//! Splitting a video into numbered frame images.

use log::{debug, info};
use std::path::{Path, PathBuf};
use std::process::{Command, Stdio};

use crate::error::{Error, Result};
use crate::io::count_files;

/// Produces `<prefix>1.jpg`, `<prefix>2.jpg`, ... in `images_dir` and reports how
/// many frames were written.
pub trait FrameExtractor {
    fn extract(&self, video: &Path, images_dir: &Path, prefix: &str) -> Result<u32>;
}

/// Extracts frames by running the `ffmpeg` executable.
#[derive(Debug, Clone)]
pub struct FfmpegExtractor {
    program: PathBuf,
}

impl Default for FfmpegExtractor {
    fn default() -> Self {
        Self::new("ffmpeg")
    }
}

impl FfmpegExtractor {
    pub fn new(program: impl Into<PathBuf>) -> Self {
        Self {
            program: program.into(),
        }
    }

    fn command(&self, video: &Path, images_dir: &Path, prefix: &str) -> Command {
        let mut cmd = Command::new(&self.program);
        cmd.arg("-i")
            .arg(video)
            .arg(format!("{}%d.jpg", prefix))
            .current_dir(images_dir)
            .stdin(Stdio::null())
            .stdout(Stdio::null());
        cmd
    }
}

impl FrameExtractor for FfmpegExtractor {
    fn extract(&self, video: &Path, images_dir: &Path, prefix: &str) -> Result<u32> {
        let video = video.canonicalize().map_err(Error::io(video))?;
        let mut cmd = self.command(&video, images_dir, prefix);
        debug!("Running {:?}", cmd);

        let output = cmd.output().map_err(Error::io(&self.program))?;
        if !output.status.success() {
            let stderr = String::from_utf8_lossy(&output.stderr);
            let last_line = stderr.lines().last().unwrap_or_default();
            return Err(Error::Io {
                path: video.clone(),
                source: std::io::Error::new(
                    std::io::ErrorKind::Other,
                    format!("frame extraction failed ({}): {}", output.status, last_line),
                ),
            });
        }

        let frames = count_files(images_dir, prefix)?;
        info!("Extracted {} frames from {}", frames, video.display());
        u32::try_from(frames)
            .map_err(|_| Error::Config(format!("too many frames in {}", video.display())))
    }
}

• • • • • • •

EXERCISE AIM:
Nothing in the entries should be skipped. Output them all exactly.

RESPONSE TO THE TASK:
//! Splitting a video into numbered frame images.

use log::{debug, info};
use std::path::{Path, PathBuf};
use std::process::{Command, Stdio};

use crate::error::{Error, Result};
use crate::io::count_files;

/// Produces `<prefix>1.jpg`, `<prefix>2.jpg`, ... in `images_dir` and reports how
/// many frames were written.
pub trait FrameExtractor {
    fn extract(&self, video: &Path, images_dir: &Path, prefix: &str) -> Result<u32>;
}

/// Extracts frames by running the `ffmpeg` executable.
#[derive(Debug, Clone)]
pub struct FfmpegExtractor {
    program: PathBuf,
}

impl Default for FfmpegExtractor {
    fn default() -> Self {
        Self::new("ffmpeg")
    }
}

impl FfmpegExtractor {
    pub fn new(program: impl Into<PathBuf>) -> Self {
        Self {
            program: program.into(),
        }
    }

    fn command(&self, video: &Path, images_dir: &Path, prefix: &str) -> Command {
        let mut cmd = Command::new(&self.program);
        cmd.arg("-i")
            .arg(video)
            .arg(format!("{}%d.jpg", prefix))
            .current_dir(images_dir)
            .stdin(Stdio::null())
            .stdout(Stdio::null());
        cmd
    }
}

impl FrameExtractor for FfmpegExtractor {
    fn extract(&self, video: &Path, images_dir: &Path, prefix: &str) -> Result<u32> {
        let video = video.canonicalize().map_err(Error::io(video))?;
        let mut cmd = self.command(&video, images_dir, prefix);
        debug!("Running {:?}", cmd);

        let output = cmd.output().map_err(Error::io(&self.program))?;
        if !output.status.success() {
            let stderr = String::from_utf8_lossy(&output.stderr);
            let last_line = stderr.lines().last().unwrap_or_default();
            return Err(Error::Io {
                path: video.clone(),
                source: std::io::Error::new(
                    std::io::ErrorKind::Other,
                    format!("frame extraction failed ({}): {}", output.status, last_line),
                ),
            });
        }

        let frames = count_files(images_dir, prefix)?;
        info!("Extracted {} frames from {}", frames, video.display());
        u32::try_from(frames)
            .map_err(|_| Error::Config(format!("too many frames in {}", video.display())))
    }
}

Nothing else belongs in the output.